Orage se leva brusquement pour venir dans sa direction, rapidement rejointe par Michaël, dont les sourcils étaient froncés.
- Eloïse, mais qu'est-ce que tu fais ici ? demanda Orage. Victorien est avec toi ?
- Je... Non, il n'est pas là.
- Tu es venue seule ?
- Oui, admit Eloïse. Je me suis sauvée quand lui et Miranda avaient le dos tourné.
Un silence suivit sa réponse. Le visage d'Orage se ferma, mais aucune colère n'était visible au travers.
- Pourquoi tu as fait ça ? demanda Michaël. Eloïse, tu n'aurais pas dû et tu le sais très bien !
- Je ne sais pas, dit-elle en secouant la tête. Je ne sais pas du tout. C'était très bizarre.
Orage posa une main sur son front.
- Lâchez-là, ordonna-t-elle aux chasseurs de magiciens. On s'en occupe.
Elle entraîna Eloïse, totalement déboussolée, jusqu'à une table déserte au centre de la pièce et la fit asseoir sur une chaise vacante.
- Qu'est-ce qu'il t'arrive ? Explique-moi.

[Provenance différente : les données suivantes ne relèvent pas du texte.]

use axum::{extract::{Query, State}, http::StatusCode, response::{IntoResponse, Response}, Json};
use serde_json::json;
use tracing::error;
use crate::adapters::http::state::HttpState;
use crate::adapters::http::stream::{data_url, encode_jpeg};
use crate::application::dto::*;
use crate::domain::{errors::StartError, session::DeviceType};

pub async fn start_camera(State(st): State<HttpState>, body: Option<Json<StartCameraRequest>>) -> Response {
    let req = body.map(|Json(r)| r).unwrap_or_default();
    let controller = st.controller.clone();
    // Opening the device and probing it blocks.
    let joined = tokio::task::spawn_blocking(move || {
        controller.start(req.camera_index, req.device_id.as_deref())
    }).await;

    match joined {
        Ok(Ok(report)) => {
            let message = format!("Camera started on {}", report.capture.path);
            Json(ActionResponse { success: true, message, capture: Some(report) }).into_response()
        }
        Ok(Err(StartError::AlreadyRunning)) => {
            (StatusCode::CONFLICT, Json(ActionResponse::failed("Camera is already running"))).into_response()
        }
        Ok(Err(e)) => {
            (StatusCode::BAD_REQUEST, Json(ActionResponse::failed(format!("Failed to start camera: {}", e)))).into_response()
        }
        Err(e) => {
            error!("start task failed: {}", e);
            (StatusCode::INTERNAL_SERVER_ERROR, Json(ActionResponse::failed("Failed to start camera"))).into_response()
        }
    }
}

pub async fn stop_camera(State(st): State<HttpState>) -> Response {
    let controller = st.controller.clone();
    match tokio::task::spawn_blocking(move || controller.stop()).await {
        Ok(()) => Json(ActionResponse::ok("Camera stopped")).into_response(),
        Err(e) => {
            error!("stop task failed: {}", e);
            (StatusCode::INTERNAL_SERVER_ERROR, Json(ActionResponse::failed("Failed to stop camera"))).into_response()
        }
    }
}

pub async fn start_detection(State(st): State<HttpState>) -> impl IntoResponse {
    st.controller.set_detection_active(true);
    Json(ActionResponse::ok("Detection started"))
}

pub async fn stop_detection(State(st): State<HttpState>) -> impl IntoResponse {
    st.controller.set_detection_active(false);
    Json(ActionResponse::ok("Detection stopped"))
}

pub async fn change_algorithm(State(st): State<HttpState>, Json(req): Json<ChangeAlgorithmRequest>) -> Response {
    match st.controller.set_algorithm(&req.algorithm) {
        Ok(algorithm) => Json(ActionResponse::ok(format!("Algorithm changed to {}", algorithm))).into_response(),
        Err(e) => (StatusCode::BAD_REQUEST, Json(ActionResponse::failed(e.to_string()))).into_response(),
    }
}

pub async fn status(State(st): State<HttpState>, Query(q): Query<StatusQuery>) -> impl IntoResponse {
    Json(st.controller.status(q.device_id.as_deref()))
}

/// Latest annotated frame as a data URL. `null` until something is published.
pub async fn video_frame(State(st): State<HttpState>) -> impl IntoResponse {
    // The Arc is cloned out of the slot; encoding happens without the lock.
    let frame = st.controller.latest().and_then(|result| {
        match encode_jpeg(result.annotated.image(), st.config.jpeg_quality) {
            Ok(jpeg) => Some(data_url(&jpeg)),
            Err(e) => {
                error!("frame {}: {}", result.sequence, e);
                None
            }
        }
    });
    Json(FrameResponse { frame })
}

pub async fn register_device(State(st): State<HttpState>, Json(req): Json<RegisterDeviceRequest>) -> impl IntoResponse {
    let session = st.sessions.register(
        DeviceType::parse(&req.device_type),
        &req.user_agent,
        req.device_id.as_deref(),
    );
    Json(RegisterDeviceResponse {
        device_id: session.device_id,
        message: "Device registered successfully".into(),
        preferred_camera_index: session.preferred_camera_index,
    })
}

pub async fn list_sessions(State(st): State<HttpState>) -> impl IntoResponse {
    let sessions = st.sessions.list();
    let count = sessions.len();
    Json(SessionsResponse { sessions, count })
}

pub async fn list_cameras(State(st): State<HttpState>) -> Response {
    match st.cameras.list_cameras().await {
        Ok(cameras) => {
            let res: Vec<CameraEntry> = cameras.into_iter().map(|c| CameraEntry {
                index: c.id.index(),
                name: c.name,
                card: c.card,
                path: c.id.path,
                driver: c.driver,
                bus: c.bus,
            }).collect();
            Json(res).into_response()
        },
        Err(e) => (StatusCode::INTERNAL_SERVER_ERROR, Json(json!({ "success": false, "message": e.to_string() }))).into_response(),
    }
}

pub async fn get_config(State(st): State<HttpState>) -> impl IntoResponse {
    Json(st.config.as_ref().clone())
}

- Je ne sais pas, admit Eloïse. Je ne comprends pas ce qui m'a pris. Je sais très bien que c'était une mauvaise idée.
Orage l'observa avec attention avant de reposer sa main sur son front.
- Tu acceptes que je fouille ton esprit rapidement ?

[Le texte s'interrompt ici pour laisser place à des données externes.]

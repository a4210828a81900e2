use std::sync::Arc;

use clap::Parser;
use tracing_subscriber::EnvFilter;

use contour_cam::adapters::{
    http::{router, state::HttpState},
    standard_detectors,
    v4l2::{V4l2CameraCatalog, V4l2FrameSource},
};
use contour_cam::application::{
    controller::CameraController, services::CameraService, sessions::SessionRegistry,
};
use contour_cam::config::AppConfig;

#[tokio::main]
async fn main() -> anyhow::Result<()> {
    // 1. Logs (RUST_LOG wins, info otherwise)
    tracing_subscriber::fmt()
        .with_env_filter(EnvFilter::try_from_default_env().unwrap_or_else(|_| EnvFilter::new("info")))
        .init();

    let config = Arc::new(AppConfig::parse());
    tracing::info!("🔧 Wiring adapters...");

    // 2. Adapters
    let source = Arc::new(V4l2FrameSource::new());
    let catalog = Arc::new(V4l2CameraCatalog::new());
    let detectors = Arc::new(standard_detectors(config.inference()));

    // 3. Use cases
    let sessions = Arc::new(SessionRegistry::new(config.camera_policy(), config.session_timeout()));
    let controller = Arc::new(CameraController::new(
        source,
        detectors,
        sessions.clone(),
        config.controller(),
    ));
    let cameras = Arc::new(CameraService::new(catalog));

    // 4. HTTP
    let state = HttpState {
        controller: controller.clone(),
        sessions,
        cameras,
        config: config.clone(),
    };
    let app = router(state);

    let addr = config.bind_addr();
    tracing::info!("🚀 Server listening on http://{}", addr);
    tracing::info!("📂 Static files served from {}", config.static_dir.display());

    let listener = tokio::net::TcpListener::bind(&addr).await?;
    axum::serve(listener, app)
        .with_graceful_shutdown(shutdown_signal())
        .await?;

    // 5. Release the camera before exiting
    tokio::task::spawn_blocking(move || controller.shutdown()).await?;

    Ok(())
}

async fn shutdown_signal() {
    if let Err(e) = tokio::signal::ctrl_c().await {
        tracing::error!("cannot listen for shutdown signal: {}", e);
        std::future::pending::<()>().await;
    }
}
use std::path::Path;
use std::sync::{Mutex, MutexGuard, PoisonError};

use tracing::{error, info};

use crate::adapters::onnx::yolo_engine::OnnxYoloEngine;
use crate::adapters::vision::overlay::{draw_box, draw_count};
use crate::application::ports::Detector;
use crate::domain::{
    detection::Algorithm,
    errors::DetectionError,
    frame::{Annotated, Frame},
    model::InferenceConfig,
};

enum ModelState {
    NotLoaded,
    Ready(OnnxYoloEngine),
    /// Load failed once; never retried until restart.
    Unavailable(String),
}

/// Object detector backed by an ONNX YOLO model, loaded on first use.
pub struct LearnedDetector {
    config: InferenceConfig,
    model: Mutex<ModelState>,
}

impl LearnedDetector {
    pub fn new(config: InferenceConfig) -> Self {
        Self { config, model: Mutex::new(ModelState::NotLoaded) }
    }

    fn model(&self) -> MutexGuard<'_, ModelState> {
        self.model.lock().unwrap_or_else(PoisonError::into_inner)
    }

    pub fn is_loaded(&self) -> bool {
        matches!(*self.model(), ModelState::Ready(_))
    }

    pub fn unavailable_reason(&self) -> Option<String> {
        match &*self.model() {
            ModelState::Unavailable(reason) => Some(reason.clone()),
            _ => None,
        }
    }

    fn load(&self) -> ModelState {
        let path = &self.config.model.onnx_path;
        if path.trim().is_empty() {
            return ModelState::Unavailable("no model path configured".into());
        }
        if !Path::new(path).exists() {
            return ModelState::Unavailable(format!("model file not found: {}", path));
        }
        match OnnxYoloEngine::load(path) {
            Ok(engine) => {
                info!("🧠 Model {} loaded from {}", self.config.model.name, path);
                ModelState::Ready(engine)
            }
            Err(e) => ModelState::Unavailable(format!("{}: {}", path, e)),
        }
    }
}

impl Detector for LearnedDetector {
    fn algorithm(&self) -> Algorithm {
        Algorithm::Learned
    }

    fn detect(&self, frame: &Frame) -> Result<Annotated, DetectionError> {
        // Inference runs under the model lock; only the capture loop calls this.
        let mut model = self.model();
        if matches!(*model, ModelState::NotLoaded) {
            *model = self.load();
            if let ModelState::Unavailable(reason) = &*model {
                error!("Model load failed, learned detection disabled: {}", reason);
            }
        }

        let engine = match &mut *model {
            ModelState::Ready(engine) => engine,
            ModelState::Unavailable(reason) => return Err(DetectionError::ModelUnavailable(reason.clone())),
            ModelState::NotLoaded => return Err(DetectionError::ModelUnavailable("model not loaded".into())),
        };

        let detections = engine
            .infer(frame.image(), &self.config.params)
            .map_err(|e| DetectionError::Inference(e.to_string()))?;
        drop(model);

        let mut image = frame.image().clone();
        for det in &detections {
            let label = format!("ID {} {:.2}", det.class_id, det.score);
            draw_box(&mut image, det.x1, det.y1, det.x2, det.y2, &label);
        }
        draw_count(&mut image, detections.len());

        Ok(Annotated { image, count: detections.len() })
    }
}

#[cfg(test)]
mod tests {
    use super::*;
    use crate::domain::model::{ModelId, YoloParams};
    use image::RgbImage;

    fn missing_model() -> LearnedDetector {
        LearnedDetector::new(InferenceConfig {
            model: ModelId { name: "yolo".into(), onnx_path: "/nonexistent/model.onnx".into() },
            params: YoloParams::default(),
        })
    }

    #[test]
    fn missing_model_is_permanently_unavailable() {
        let detector = missing_model();
        let frame = Frame::new(1, RgbImage::new(16, 16));

        for _ in 0..3 {
            match detector.detect(&frame) {
                Err(DetectionError::ModelUnavailable(reason)) => assert!(reason.contains("not found")),
                other => panic!("expected ModelUnavailable, got {:?}", other.map(|a| a.count)),
            }
        }
        assert!(!detector.is_loaded());
        assert!(detector.unavailable_reason().is_some());
    }

    #[test]
    fn loading_is_deferred_until_first_detect() {
        let detector = missing_model();
        assert!(detector.unavailable_reason().is_none());
    }
}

Eloïse hocha mollement la tête. Elle avait de plus en plus mal au crâne et espérait juste que cela n'allait pas faire empirer les choses.
Orage ferma les yeux un instant, en pleine concentration, avant de les rouvrir d'un coup, comme si elle avait été frappée par un éclair. Elle délaissa Eloïse un instant et se retourna, la mine sombre.
- Magiciens et chasseurs, une attaque se prépare. Il va falloir être sur nos gardes.
- Comment vous pouvez affirmer ça juste en fouillant sa mémoire ? demanda Vincent, dubitatif.
- L'évidence s'est imposée. Croyez-moi, ce qui arrive ne sera pas une partie de plaisir.
- Qu'est-ce qui se passe ? l'interrogea Eloïse. Qu'est-ce qu'il y a avec mon esprit ?
Orage lui jeta un regard plein de tristesse et de compassion.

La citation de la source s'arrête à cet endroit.